▶ Exercise goal
Please copy each line of the data that includes the string "Some".

▶ Source data
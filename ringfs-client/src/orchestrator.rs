//! Cluster-wide list, put and get.
//!
//! Each operation starts from a fresh availability probe; nothing about the
//! cluster is remembered between operations.

use bytes::Bytes;
use futures::future::join_all;
use std::collections::{BTreeMap, BTreeSet};
use std::path::{Path, PathBuf};
use tokio::fs;
use tracing::{debug, info, warn};

use ringfs_common::{
    blob_name, parse_blob_name, validate_file_name, ChunkIndex, NodeList, Placement,
    CHUNK_COUNT, CHUNK_QUORUM, MIN_LIVE_NODES,
};

use crate::chunking::{reassemble, split};
use crate::config::ClientConfig;
use crate::error::{ClientError, ClientResult};
use crate::node_client::NodeClient;
use crate::prober::{ClusterView, Prober};

/// Observed state of one file across the cluster
#[derive(Debug, Clone, PartialEq, Eq)]
pub struct FileStatus {
    pub name: String,
    /// Distinct chunk indices seen on at least one node
    pub chunks: BTreeSet<ChunkIndex>,
    /// How many nodes listed each chunk
    pub replicas: BTreeMap<ChunkIndex, usize>,
    pub complete: bool,
}

/// Result of a cluster listing
#[derive(Debug, Clone, Default)]
pub struct Listing {
    /// Files sorted by name
    pub files: Vec<FileStatus>,
    /// Nodes that were dead at probe time or did not answer
    pub unreachable: Vec<String>,
}

/// A chunk transfer that went through
#[derive(Debug, Clone, PartialEq, Eq)]
pub struct ChunkTransfer {
    pub node: String,
    pub chunk: ChunkIndex,
}

/// A chunk transfer that did not
#[derive(Debug)]
pub struct TransferFailure {
    pub node: String,
    pub chunk: ChunkIndex,
    pub error: ClientError,
}

#[derive(Debug)]
pub struct StoreReport {
    pub file: String,
    pub size: u64,
    pub stored: Vec<ChunkTransfer>,
    pub failures: Vec<TransferFailure>,
}

impl StoreReport {
    /// Distinct chunk indices that reached at least one node
    pub fn stored_chunks(&self) -> BTreeSet<ChunkIndex> {
        self.stored.iter().map(|t| t.chunk).collect()
    }

    pub fn is_complete(&self) -> bool {
        self.stored_chunks().len() >= CHUNK_QUORUM
    }
}

#[derive(Debug, Clone)]
pub struct FetchReport {
    pub file: String,
    /// Where the reassembled file was written
    pub path: PathBuf,
    pub retrieved: Vec<ChunkIndex>,
    /// Chunks left out of the reassembled file
    pub missing: Vec<ChunkIndex>,
    pub bytes_written: u64,
}

impl FetchReport {
    /// Whether the written file is the full original
    pub fn is_exact(&self) -> bool {
        self.missing.is_empty()
    }
}

/// Runs list, put and get against a fixed node list
pub struct Orchestrator {
    config: ClientConfig,
    nodes: NodeList,
    prober: Prober,
}

impl Orchestrator {
    pub fn new(config: ClientConfig, nodes: NodeList) -> Self {
        let prober = Prober::new(config.connect_timeout());
        Self {
            config,
            nodes,
            prober,
        }
    }

    /// Build from configuration alone, reading the node list it names
    pub fn from_config(config: ClientConfig) -> ClientResult<Self> {
        config.validate()?;
        let nodes = config.node_list()?;
        info!("Using {} storage nodes", nodes.len());
        Ok(Self::new(config, nodes))
    }

    pub fn nodes(&self) -> &NodeList {
        &self.nodes
    }

    pub fn config(&self) -> &ClientConfig {
        &self.config
    }

    pub async fn probe(&self) -> ClusterView {
        self.prober.probe(&self.nodes).await
    }

    fn client(&self, index: usize) -> ClientResult<NodeClient> {
        let node = self.nodes.get(index).ok_or_else(|| {
            ClientError::Configuration(format!("no node at position {}", index))
        })?;
        Ok(NodeClient::new(
            node.clone(),
            self.config.connect_timeout(),
            self.config.io_timeout(),
        ))
    }

    /// List every file any live node holds a chunk of
    pub async fn enumerate(&self) -> ClientResult<Listing> {
        let view = self.probe().await;
        let mut unreachable: Vec<String> = view.unreachable().map(|n| n.name.clone()).collect();

        let queries = view.live().map(|(index, node)| async move {
            let result = match self.client(index) {
                Ok(client) => client.enumerate().await,
                Err(e) => Err(e),
            };
            (node.name.clone(), result)
        });

        let mut replicas: BTreeMap<String, BTreeMap<ChunkIndex, usize>> = BTreeMap::new();
        for (node, result) in join_all(queries).await {
            let blobs = match result {
                Ok(blobs) => blobs,
                Err(e) => {
                    warn!("Skipping {} in listing: {}", node, e);
                    unreachable.push(node);
                    continue;
                }
            };
            for blob in &blobs {
                match parse_blob_name(blob) {
                    Some((file, chunk)) => {
                        *replicas
                            .entry(file.to_string())
                            .or_default()
                            .entry(chunk)
                            .or_insert(0) += 1;
                    }
                    None => debug!("Ignoring foreign blob {} on {}", blob, node),
                }
            }
        }

        let required = self.config.required_chunks();
        let files = replicas
            .into_iter()
            .map(|(name, replicas)| {
                let chunks: BTreeSet<ChunkIndex> = replicas.keys().copied().collect();
                FileStatus {
                    name,
                    complete: chunks.len() >= required,
                    chunks,
                    replicas,
                }
            })
            .collect();

        Ok(Listing { files, unreachable })
    }

    /// Split the local file at `path` and send its chunks to the live nodes
    pub async fn store(&self, path: &Path) -> ClientResult<StoreReport> {
        let file = path
            .file_name()
            .and_then(|name| name.to_str())
            .ok_or_else(|| {
                ClientError::InvalidArgument(format!("{} has no usable file name", path.display()))
            })?
            .to_string();
        validate_file_name(&file)?;

        let metadata = fs::metadata(path)
            .await
            .map_err(|e| ClientError::local_io(path, e))?;
        if !metadata.is_file() {
            return Err(ClientError::InvalidArgument(format!(
                "{} is not a regular file",
                path.display()
            )));
        }

        let view = self.probe().await;
        if view.live_count() < MIN_LIVE_NODES {
            return Err(ClientError::InsufficientRedundancy {
                file,
                what: "live nodes",
                available: view.live_count(),
                required: MIN_LIVE_NODES,
            });
        }

        let data = Bytes::from(fs::read(path).await.map_err(|e| ClientError::local_io(path, e))?);
        let size = data.len() as u64;
        let chunks = split(data);
        let placement = Placement::compute(&file, self.nodes.len())?;
        debug!("Placing {} with rotation {}", file, placement.rotation());

        let mut targets = Vec::new();
        for (index, node) in view.live() {
            if let Some(pair) = placement.chunks_for(index) {
                for chunk in pair {
                    targets.push((index, node.name.clone(), chunk));
                }
            }
        }

        let file_name = file.as_str();
        let chunks = &chunks;
        let transfers = targets.into_iter().map(|(index, node, chunk)| async move {
            let result = match self.client(index) {
                Ok(client) => {
                    client
                        .store(&blob_name(file_name, chunk), chunks[chunk.slot()].clone())
                        .await
                }
                Err(e) => Err(e),
            };
            (node, chunk, result)
        });

        let mut report = StoreReport {
            file: file.clone(),
            size,
            stored: Vec::new(),
            failures: Vec::new(),
        };
        for (node, chunk, result) in join_all(transfers).await {
            match result {
                Ok(()) => report.stored.push(ChunkTransfer { node, chunk }),
                Err(error) => {
                    warn!("Chunk {} of {} not stored on {}: {}", chunk, file, node, error);
                    report.failures.push(TransferFailure { node, chunk, error });
                }
            }
        }

        info!(
            "Stored {} ({} bytes): {} transfers succeeded, {} failed",
            file,
            size,
            report.stored.len(),
            report.failures.len()
        );
        Ok(report)
    }

    /// Retrieve `file` and write it into `destination`
    pub async fn fetch(&self, file: &str, destination: &Path) -> ClientResult<FetchReport> {
        validate_file_name(file)?;

        let view = self.probe().await;
        let placement = Placement::compute(file, self.nodes.len())?;

        let fetches = ChunkIndex::all().map(|chunk| {
            let view = &view;
            let placement = &placement;
            async move { (chunk, self.fetch_chunk(view, placement, file, chunk).await) }
        });

        let mut retrieved = BTreeMap::new();
        let mut missing = Vec::new();
        for (chunk, data) in join_all(fetches).await {
            match data {
                Some(data) => {
                    retrieved.insert(chunk, data);
                }
                None => missing.push(chunk),
            }
        }

        let required = self.config.required_chunks();
        if retrieved.len() < required {
            return Err(ClientError::InsufficientRedundancy {
                file: file.to_string(),
                what: "chunks",
                available: retrieved.len(),
                required,
            });
        }
        if retrieved.len() < CHUNK_COUNT {
            warn!(
                "{} reassembled from {} of {} chunks; chunks {:?} are left out",
                file,
                retrieved.len(),
                CHUNK_COUNT,
                missing
            );
        }

        let data = reassemble(&retrieved);
        let path = destination.join(file);
        write_file(&path, &data).await?;

        info!("Fetched {} ({} bytes) into {}", file, data.len(), path.display());
        Ok(FetchReport {
            file: file.to_string(),
            path,
            retrieved: retrieved.into_keys().collect(),
            missing,
            bytes_written: data.len() as u64,
        })
    }

    /// Ask each live holder of `chunk` in turn until one returns it
    async fn fetch_chunk(
        &self,
        view: &ClusterView,
        placement: &Placement,
        file: &str,
        chunk: ChunkIndex,
    ) -> Option<Bytes> {
        let name = blob_name(file, chunk);
        for index in placement.holders(chunk).filter(|index| view.is_live(*index)) {
            let client = match self.client(index) {
                Ok(client) => client,
                Err(e) => {
                    warn!("{}", e);
                    continue;
                }
            };
            match client.fetch(&name).await {
                Ok(Some(data)) => return Some(data),
                Ok(None) => debug!("{} not on {}", name, client.node().name),
                Err(e) => warn!("Fetching {} failed: {}", name, e),
            }
        }
        warn!("No live node returned {}", name);
        None
    }
}

/// Write through a temporary file in the same directory, then rename
async fn write_file(path: &Path, data: &[u8]) -> ClientResult<()> {
    let directory = path.parent().unwrap_or_else(|| Path::new("."));
    let temp_path = directory.join(format!(".{}.part", uuid::Uuid::new_v4().simple()));

    if let Err(e) = fs::write(&temp_path, data).await {
        let _ = fs::remove_file(&temp_path).await;
        return Err(ClientError::local_io(&temp_path, e));
    }
    if let Err(e) = fs::rename(&temp_path, path).await {
        let _ = fs::remove_file(&temp_path).await;
        return Err(ClientError::local_io(path, e));
    }
    Ok(())
}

▶ Task output
                    Some((file, chunk)) => {
            if let Some(pair) = placement.chunks_for(index) {
                Some(data) => {
                Ok(Some(data)) => return Some(data),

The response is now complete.